Antonio

Posted on May 10, 2022

How to create big aggregates in DDD

#discuss #ddd #aggregate #domain

Hi! My name is Antonio and I have been reading about DDD for quite some time. I think Domain Driven Design is the right tool for some enterprise applications, so recently I have been trying to use it on my company.

Before continuing reading, I'm assuming you have a good knowledge about DDD and related concepts (sorry for not including an introduction, but I think there are already too many introductory articles about DDD, so I don't feel like writing another one).

Problem

So, what problem am I facing with DDD? Big aggregates implementation (emphasis on implementation and not design). When I say big, I do not mean they contain a lot of different entities or a lot of dependencies, but many instances of the same entity. For example, a bank account aggregate has one child entity: a transaction. Now, that bank aggregate can have hundreds or thousands instances of that entity.

Let's suppose that my company domain is about Roads and Stops (this is just an example).

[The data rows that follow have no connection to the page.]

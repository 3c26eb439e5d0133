//! Simulated transports with failure injection.

use npc_env::{validate_topic, EnvError, PayloadEnvelope, TopicPublisher, Transport};
use std::io::Write;
use std::sync::atomic::{AtomicBool, AtomicUsize, Ordering};
use std::sync::{Arc, Mutex};

/// One payload accepted by a simulated publisher.
#[derive(Debug, Clone)]
pub struct PublishedPayload {
    pub topic: String,
    pub envelope: PayloadEnvelope,
}

/// In-memory transport that records everything published through it.
#[derive(Clone, Default)]
pub struct RecordingTransport {
    /// Every accepted payload, in publish order
    log: Arc<Mutex<Vec<PublishedPayload>>>,

    /// Number of successful `advertise` calls
    advertisements: Arc<AtomicUsize>,

    /// When set, publishers reject every payload
    fail_publish: Arc<AtomicBool>,
}

impl RecordingTransport {
    pub fn new() -> Self {
        Self::default()
    }

    /// Makes every publisher (existing and future) fail its sends.
    pub fn set_fail_publish(&self, fail: bool) {
        self.fail_publish.store(fail, Ordering::Relaxed);
    }

    /// Returns a snapshot of everything published so far.
    pub fn published(&self) -> Vec<PublishedPayload> {
        self.log.lock().unwrap().clone()
    }

    /// Returns payloads published on `topic`.
    pub fn published_on(&self, topic: &str) -> Vec<PublishedPayload> {
        self.log
            .lock()
            .unwrap()
            .iter()
            .filter(|p| p.topic == topic)
            .cloned()
            .collect()
    }

    pub fn advertisements(&self) -> usize {
        self.advertisements.load(Ordering::Relaxed)
    }
}

impl Transport for RecordingTransport {
    type Publisher = RecordingPublisher;

    fn advertise(&self, topic: &str) -> Result<RecordingPublisher, EnvError> {
        validate_topic(topic)?;
        self.advertisements.fetch_add(1, Ordering::Relaxed);
        Ok(RecordingPublisher {
            topic: topic.to_string(),
            log: Arc::clone(&self.log),
            fail_publish: Arc::clone(&self.fail_publish),
        })
    }
}

/// Publisher handed out by [`RecordingTransport`].
pub struct RecordingPublisher {
    topic: String,
    log: Arc<Mutex<Vec<PublishedPayload>>>,
    fail_publish: Arc<AtomicBool>,
}

impl TopicPublisher for RecordingPublisher {
    fn topic(&self) -> &str {
        &self.topic
    }

    fn publish(&self, envelope: PayloadEnvelope) -> Result<(), EnvError> {
        if self.fail_publish.load(Ordering::Relaxed) {
            return Err(EnvError::transport("injected publish failure"));
        }
        self.log.lock().unwrap().push(PublishedPayload {
            topic: self.topic.clone(),
            envelope,
        });
        Ok(())
    }
}

/// Transport writing one JSON line per payload: `{"topic": ..., "stamp_ms": ..., "message": {...}}`.
pub struct JsonLinesTransport<W: Write> {
    out: Arc<Mutex<W>>,
}

impl<W: Write> JsonLinesTransport<W> {
    pub fn new(out: W) -> Self {
        Self {
            out: Arc::new(Mutex::new(out)),
        }
    }
}

impl<W: Write + 'static> Transport for JsonLinesTransport<W> {
    type Publisher = JsonLinesPublisher<W>;

    fn advertise(&self, topic: &str) -> Result<JsonLinesPublisher<W>, EnvError> {
        validate_topic(topic)?;
        Ok(JsonLinesPublisher {
            topic: topic.to_string(),
            out: Arc::clone(&self.out),
        })
    }
}

/// Publisher handed out by [`JsonLinesTransport`].
pub struct JsonLinesPublisher<W: Write> {
    topic: String,
    out: Arc<Mutex<W>>,
}

impl<W: Write> TopicPublisher for JsonLinesPublisher<W> {
    fn topic(&self) -> &str {
        &self.topic
    }

    fn publish(&self, envelope: PayloadEnvelope) -> Result<(), EnvError> {
        let message: serde_json::Value = serde_json::from_slice(&envelope.payload)
            .map_err(|e| EnvError::transport(format!("payload is not JSON: {}", e)))?;
        let line = serde_json::json!({
            "topic": self.topic,
            "stamp_ms": envelope.timestamp_ms,
            "message": message,
        });

        let mut out = self
            .out
            .lock()
            .map_err(|_| EnvError::transport("output lock poisoned"))?;
        writeln!(out, "{}", line).map_err(|e| EnvError::transport(e.to_string()))?;
        out.flush().map_err(|e| EnvError::transport(e.to_string()))
    }
}

#[cfg(test)]
mod tests {
    use super::*;
    use std::time::UNIX_EPOCH;

    #[test]
    fn test_recording_transport_logs_per_topic() {
        let transport = RecordingTransport::new();
        let a = transport.advertise("/a").unwrap();
        let b = transport.advertise("/b").unwrap();

        a.publish(PayloadEnvelope::json(b"{}".to_vec(), UNIX_EPOCH)).unwrap();
        b.publish(PayloadEnvelope::json(b"[]".to_vec(), UNIX_EPOCH)).unwrap();
        a.publish(PayloadEnvelope::json(b"1".to_vec(), UNIX_EPOCH)).unwrap();

        assert_eq!(transport.advertisements(), 2);
        assert_eq!(transport.published().len(), 3);
        assert_eq!(transport.published_on("/a").len(), 2);
        assert_eq!(transport.published_on("/b")[0].envelope.payload, b"[]");
    }

    #[test]
    fn test_recording_transport_failure_injection() {
        let transport = RecordingTransport::new();
        let publisher = transport.advertise("/a").unwrap();

        transport.set_fail_publish(true);
        let result = publisher.publish(PayloadEnvelope::json(b"{}".to_vec(), UNIX_EPOCH));
        assert!(matches!(result, Err(EnvError::Transport(_))));
        assert!(transport.published().is_empty());

        transport.set_fail_publish(false);
        assert!(publisher
            .publish(PayloadEnvelope::json(b"{}".to_vec(), UNIX_EPOCH))
            .is_ok());
    }

    #[test]
    fn test_empty_topic_rejected() {
        let transport = RecordingTransport::new();
        assert!(matches!(
            transport.advertise(""),
            Err(EnvError::InvalidTopic { .. })
        ));
        assert_eq!(transport.advertisements(), 0);
    }

    #[test]
    fn test_json_lines_output() {
        let transport = JsonLinesTransport::new(Vec::<u8>::new());
        let publisher = transport.advertise("/objects").unwrap();
        publisher
            .publish(PayloadEnvelope::json(br#"{"action":"ADD"}"#.to_vec(), UNIX_EPOCH))
            .unwrap();

        let out = transport.out.lock().unwrap();
        let text = String::from_utf8(out.clone()).unwrap();
        let line: serde_json::Value = serde_json::from_str(text.trim()).unwrap();
        assert_eq!(line["topic"], "/objects");
        assert_eq!(line["stamp_ms"], 0);
        assert_eq!(line["message"]["action"], "ADD");
    }
}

Both things are entities because they have an identity. In this case, Road would be the root aggregate and Stop would be a child entity of that aggregate. Let's say they have two or three fields each, it does not really matter. Here is a quick implementation of that model in Python (I have not used dataclasses and a lot of the logic is missing because it's not important for this discussion):

class Road:
    id: int
    name: str
    stops: [Stop]
    ...

class Stop:
    id: int
    latitude: int
    longitude: int
    ...

So now, you need to create a repository to retrieve those entities from storage. That's easy enough, just a couple of SQL queries or reading a file or whatever you want to choose. Let's suppose this is our repository (let's avoid interfaces, dependency injection and so on because it's not relevant in this case):


class RoadRepository:
     def get(id: int) -> Road:
         ...
     def save(road: Road) -> None:
         ...

Easy enough, right? Okay, let's continue implementing our model. The get method is really easy, but the save method has a lot of hidden complexity. Let's suppose we are using a relational database like postgres to store our entities. Let's say we have two tables: roads and stops and they have a relationship and so on.

In order to implement the save method, we would need to update all of our child entities. And that's the problem. What happens if our Road instance has 345 different stops? How do we update them? I have not a final answer for that, but I have some proposals!

Solution 1

This would be the equivalent of solving the problem by brute force: delete everything and recreate it again.

Props

Easy to implement

Cons

Not sure about the efficiency of this one. but I estimate is not that good.
If you set the unique identifiers on the database level, you are going to have a problem keeping the same identifiers.

Solution 2

Keep track of all the changes at the aggregate level. Something like this:

class Road:
    id: int
    name: str
    stops: [Stop]

    def update_stop(self, stop: Stop):
        ... some logic to update the list ...
        self._changes.append({
           'type': 'UPDATE',
           'stop': stop,
        })

Then we would read that list of changes on the repository and apply them individually (or in bulk, depending on the change type, for instance, we can group together the deletions, creations, etc.).

Props

It's more efficient than the first solution because in average requires less db operations.

Cons

Our domain has been contaminated with logic not related to the business.
A lot of code is necessary to keep track of the changes.

Time to discuss!

What do you think about this problem? Have you faced it before? Do you have any additional solutions? Please comment it and we can discuss it :)

Top comments (1)

Dev_NIX • Sep 16 '24

That's an interesting discussion! IIRC, I've managed it like this:

First of all, I used pre-generated IDs like UUID v4, so the database is not a concern.
Then, in the repository I used INSERT ... ON DUPLICATE KEY UPDATE, so I only need to care about what should not exist in the database.
Right now, I'm able to delete all the entries that are id NOT IN (...), and belong to the aggregate

But with big aggregates there are other kinds of problems, like:

Having all the data in memory that maybe you will not need, at least the vast majority of times
Concurrency issues

At that point, I would consider the idea of promoting the inner entity into an aggregate and managing certain rules through domain services. It comes with its tradeoffs.

Another idea is that maybe that model has a very broad responsibility, and part of it could be extracted into a different context.

I'm still a rookie in DDD territories, but those are my 2 cents 😄